Validity of hospital discharge records to identify pregestational diabetes in an Italian population
- Details
- Published on Monday, 05 December 2016 12:00
Borsari L, Malagoli C, Ballottari P, De Girolamo G, Bonora K, Violi F, Capelli O, Rodolfi R, Nicolini F, Vinceti M
Diabetes Res Clin Pract. 2016 Dec 5;123:106-111
Abstract
AIMS: In recent years, the prevalence of pregestational diabetes (PGDM) and the concern about the possibility of adverse pregnancy outcomes in affected women have been increasing. Routinely collected health data represent a timely and cost-efficient approach in PGDM epidemiological research. This study aims to evaluate the reliability of hospital discharge (HD) coding to identify a population-based cohort of pregnant women with PGDM and to assess trends in prevalence in two provinces of Northern Italy.
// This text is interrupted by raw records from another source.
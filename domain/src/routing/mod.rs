//! Question categories and the category → strategy dispatch table.

pub mod category;
pub mod strategy;

pub use category::Category;
pub use strategy::StrategyKind;
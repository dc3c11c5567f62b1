//! Output-file validation.
//!
//! Runs over the answers file as re-read from disk (raw JSON values), so
//! that a structurally broken file is reported rather than rejected by the
//! deserializer.

use crate::core::string::char_len;
use serde_json::Value;
use thiserror::Error;

/// Maximum characters allowed in a single answer
///
/// Inclusive: an answer of exactly this many characters passes. Consumers
/// that apply the limit exclusively (`len >= 5000`) reject that answer.
pub const MAX_OUTPUT_CHARS: usize = 5000;

/// A violation found in the answers file
#[derive(Error, Debug, Clone, PartialEq, Eq)]
pub enum ValidationError {
    #[error("Mismatched lengths: {questions} questions vs {answers} answers")]
    LengthMismatch { questions: usize, answers: usize },

    #[error("Missing 'output' field for answer index {index}")]
    MissingOutput { index: usize },

    #[error("Answer at index {index} has non-string output: {found}")]
    NonStringOutput { index: usize, found: &'static str },

    #[error(
        "Answer at index {index} exceeds {limit} characters ({chars} chars); answers must not include intermediate results"
    )]
    TooLong {
        index: usize,
        chars: usize,
        limit: usize,
    },
}

/// Check an answers array against the question count
///
/// Stops at the first violation. Indices in errors are 0-based.
pub fn validate_answers(question_count: usize, answers: &[Value]) -> Result<(), ValidationError> {
    if question_count != answers.len() {
        return Err(ValidationError::LengthMismatch {
            questions: question_count,
            answers: answers.len(),
        });
    }

    for (index, answer) in answers.iter().enumerate() {
        let output = answer
            .get("output")
            .ok_or(ValidationError::MissingOutput { index })?;
        let Some(text) = output.as_str() else {
            return Err(ValidationError::NonStringOutput {
                index,
                found: json_type_name(output),
            });
        };
        let chars = char_len(text);
        if chars > MAX_OUTPUT_CHARS {
            return Err(ValidationError::TooLong {
                index,
                chars,
                limit: MAX_OUTPUT_CHARS,
            });
        }
    }

    Ok(())
}

fn json_type_name(value: &Value) -> &'static str {
    match value {
        Value::Null => "null",
        Value::Bool(_) => "bool",
        Value::Number(_) => "number",
        Value::String(_) => "string",
        Value::Array(_) => "array",
        Value::Object(_) => "object",
    }
}
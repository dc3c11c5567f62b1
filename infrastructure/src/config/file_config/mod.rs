//! Raw TOML configuration data types
//!
//! These structs represent the exact structure of the TOML config file.
//! They are deserialized directly and converted into application parameters.

mod batch;
mod endpoint;
mod logging;
mod strategies;

pub use batch::{FileBatchConfig, FileBudgetConfig};
pub use endpoint::FileEndpointConfig;
pub use logging::FileLoggingConfig;
pub use strategies::FileStrategiesConfig;

use super::error::ConfigError;
use serde::{Deserialize, Serialize};
use strata_application::{BatchParams, StrategyParams};
use strata_domain::{ConfigIssue, ConfigIssueCode, StrategyKind};

/// Complete file configuration (raw TOML structure)
#[derive(Debug, Clone, Default, PartialEq, Serialize, Deserialize)]
#[serde(default)]
pub struct FileConfig {
    /// Remote endpoint
    pub endpoint: FileEndpointConfig,
    /// Per-question call budget
    pub budget: FileBudgetConfig,
    /// Batch input/output and range
    pub batch: FileBatchConfig,
    /// Strategy sampling and loop bounds
    pub strategies: FileStrategiesConfig,
    /// Log file and call transcript
    pub logging: FileLoggingConfig,
}

impl FileConfig {
    pub fn strategy_params(&self) -> StrategyParams {
        self.strategies.to_params()
    }

    pub fn batch_params(&self) -> BatchParams {
        BatchParams::default()
            .with_range(self.batch.start, self.batch.end)
            .with_checkpoint_every(self.batch.checkpoint_every)
            .with_max_calls(self.budget.max_calls)
    }

    /// Fail on error-severity issues; return the remaining warnings
    pub fn ensure_valid(&self) -> Result<Vec<ConfigIssue>, ConfigError> {
        let (errors, warnings): (Vec<_>, Vec<_>) =
            self.validate().into_iter().partition(ConfigIssue::is_error);
        if errors.is_empty() {
            Ok(warnings)
        } else {
            Err(ConfigError::Invalid(errors))
        }
    }

    /// Validate the entire configuration, returning all detected issues.
    pub fn validate(&self) -> Vec<ConfigIssue> {
        let mut issues = Vec::new();

        if self.endpoint.model.trim().is_empty() {
            issues.push(empty("endpoint.model"));
        }
        if self.endpoint.base_url.trim().is_empty() {
            issues.push(empty("endpoint.base_url"));
        }
        if self.endpoint.timeout_secs == 0 {
            issues.push(zero("endpoint.timeout_secs"));
        }
        if self.budget.max_calls == 0 {
            issues.push(zero("budget.max_calls"));
        }
        if self.batch.start == 0 {
            issues.push(zero("batch.start"));
        }
        if self.batch.checkpoint_every == 0 {
            issues.push(ConfigIssue::warning(
                ConfigIssueCode::ZeroValue {
                    field: "batch.checkpoint_every".to_string(),
                },
                "batch.checkpoint_every is 0: only the final write will be made",
            ));
        }
        if let Some(end) = self.batch.end.filter(|end| *end < self.batch.start) {
            issues.push(ConfigIssue::error(
                ConfigIssueCode::InvertedRange {
                    start: self.batch.start,
                    end,
                },
                format!("batch.start ({}) is past batch.end ({})", self.batch.start, end),
            ));
        }

        let temperature = self.strategies.sample_temperature;
        if !(0.0..=1.0).contains(&temperature) {
            issues.push(ConfigIssue::error(
                ConfigIssueCode::TemperatureOutOfRange {
                    field: "strategies.sample_temperature".to_string(),
                    value: temperature,
                },
                format!("strategies.sample_temperature must be within [0, 1], got {}", temperature),
            ));
        }
        for (field, value) in [
            ("strategies.vote_samples", self.strategies.vote_samples),
            ("strategies.future_samples", self.strategies.future_samples),
            ("strategies.verify_samples", self.strategies.verify_samples),
        ] {
            if value == 0 {
                issues.push(zero(field));
            }
        }

        // one classification call precedes every strategy
        let params = self.strategy_params();
        for kind in StrategyKind::ALL {
            let needed = params.worst_case_calls(kind) + 1;
            if self.budget.max_calls > 0 && needed > self.budget.max_calls {
                issues.push(ConfigIssue::warning(
                    ConfigIssueCode::BudgetTooSmall {
                        strategy: kind.to_string(),
                        needed,
                        ceiling: self.budget.max_calls,
                    },
                    format!(
                        "{} may need {} calls but budget.max_calls is {}",
                        kind, needed, self.budget.max_calls
                    ),
                ));
            }
        }

        issues
    }
}

fn zero(field: &str) -> ConfigIssue {
    ConfigIssue::error(
        ConfigIssueCode::ZeroValue {
            field: field.to_string(),
        },
        format!("{} must be positive", field),
    )
}

fn empty(field: &str) -> ConfigIssue {
    ConfigIssue::error(
        ConfigIssueCode::EmptyValue {
            field: field.to_string(),
        },
        format!("{} must not be empty", field),
    )
}
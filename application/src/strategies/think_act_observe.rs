//! Thought, action, observation, answer.

use super::Strategy;
use crate::session::{CallError, CallSession};
use async_trait::async_trait;
use strata_domain::StrategyKind;
use strata_domain::prompt::PromptTemplate;

/// Four chained calls; each stage's full text feeds the next prompt
pub struct ThinkActObserve;

#[async_trait]
impl Strategy for ThinkActObserve {
    fn kind(&self) -> StrategyKind {
        StrategyKind::ThinkActObserve
    }

    async fn solve(
        &self,
        session: &mut CallSession<'_>,
        question: &str,
    ) -> Result<String, CallError> {
        session.set_stage("think-act-observe");
        let thought = session
            .invoke(&PromptTemplate::thought(question), 0.0, None)
            .await?;
        let action = session
            .invoke(&PromptTemplate::action(question, &thought), 0.0, None)
            .await?;
        let observation = session
            .invoke(
                &PromptTemplate::observation(question, &thought, &action),
                0.0,
                None,
            )
            .await?;
        session
            .invoke(
                &PromptTemplate::react_answer(question, &thought, &action, &observation),
                0.0,
                None,
            )
            .await
    }
}

#[cfg(test)]
mod tests {
    use super::*;
    use crate::session::testing::ScriptedClient;
    use strata_domain::CallBudget;

    #[tokio::test]
    async fn test_each_stage_feeds_the_next() {
        let client = ScriptedClient::new([
            "THOUGHT-TEXT",
            "ACTION-TEXT",
            "OBSERVATION-TEXT",
            "  It melts. ",
        ]);
        let mut session = CallSession::new(&client, CallBudget::default());

        let answer = ThinkActObserve
            .solve(&mut session, "What happens to ice in the sun?")
            .await
            .unwrap();

        assert_eq!(answer, "It melts.");
        assert_eq!(client.call_count(), 4);
        assert!(client.prompt(1).contains("THOUGHT-TEXT"));
        assert!(client.prompt(2).contains("ACTION-TEXT"));
        let last = client.prompt(3);
        assert!(last.contains("THOUGHT-TEXT"));
        assert!(last.contains("ACTION-TEXT"));
        assert!(last.contains("OBSERVATION-TEXT"));
    }

    #[tokio::test]
    async fn test_budget_exhaustion_mid_pipeline() {
        let client = ScriptedClient::new(["t", "a", "o", "answer"]);
        let mut session = CallSession::new(&client, CallBudget::new(2));
        let err = ThinkActObserve.solve(&mut session, "q").await.unwrap_err();
        assert_eq!(err, CallError::BudgetExhausted);
    }
}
METHODS: We selected all deliveries occurred in the period 1997-2010 with ICD-9-CM codes for PGDM in HD record and we matched up to 5 controls from mothers without diabetes. We used Diabetes Registers (DRs) as the gold standard for validation analysis.
RESULTS: We selected 3800 women, 653 with diabetes and 3147 without diabetes. The agreement between HD records and DRs was 90.7%, with K=0.58. We detected 350 false positives and only 1 false negative. Sensitivity was 99.3%, specificity 90.0%, positive predictive value 46.4% and negative predictive value 99.9%. Of the false positives, 48.6% had gestational diabetes and 2.3% impaired glucose tolerance. After the validation process, PGDM prevalence decreased from 4.4 to 2.0 per 1000 deliveries.
CONCLUSIONS: Our results show that HD facilitate detection of almost all PGDM cases, but they also include a large number of false positives, mainly due to gestational diabetes. This misclassification causes a large overestimation of PGMD prevalence. Our findings require accuracy evaluation of ICD-9-CM codes, before they can be widely applied to epidemiological research and public health surveillance related to PGDM.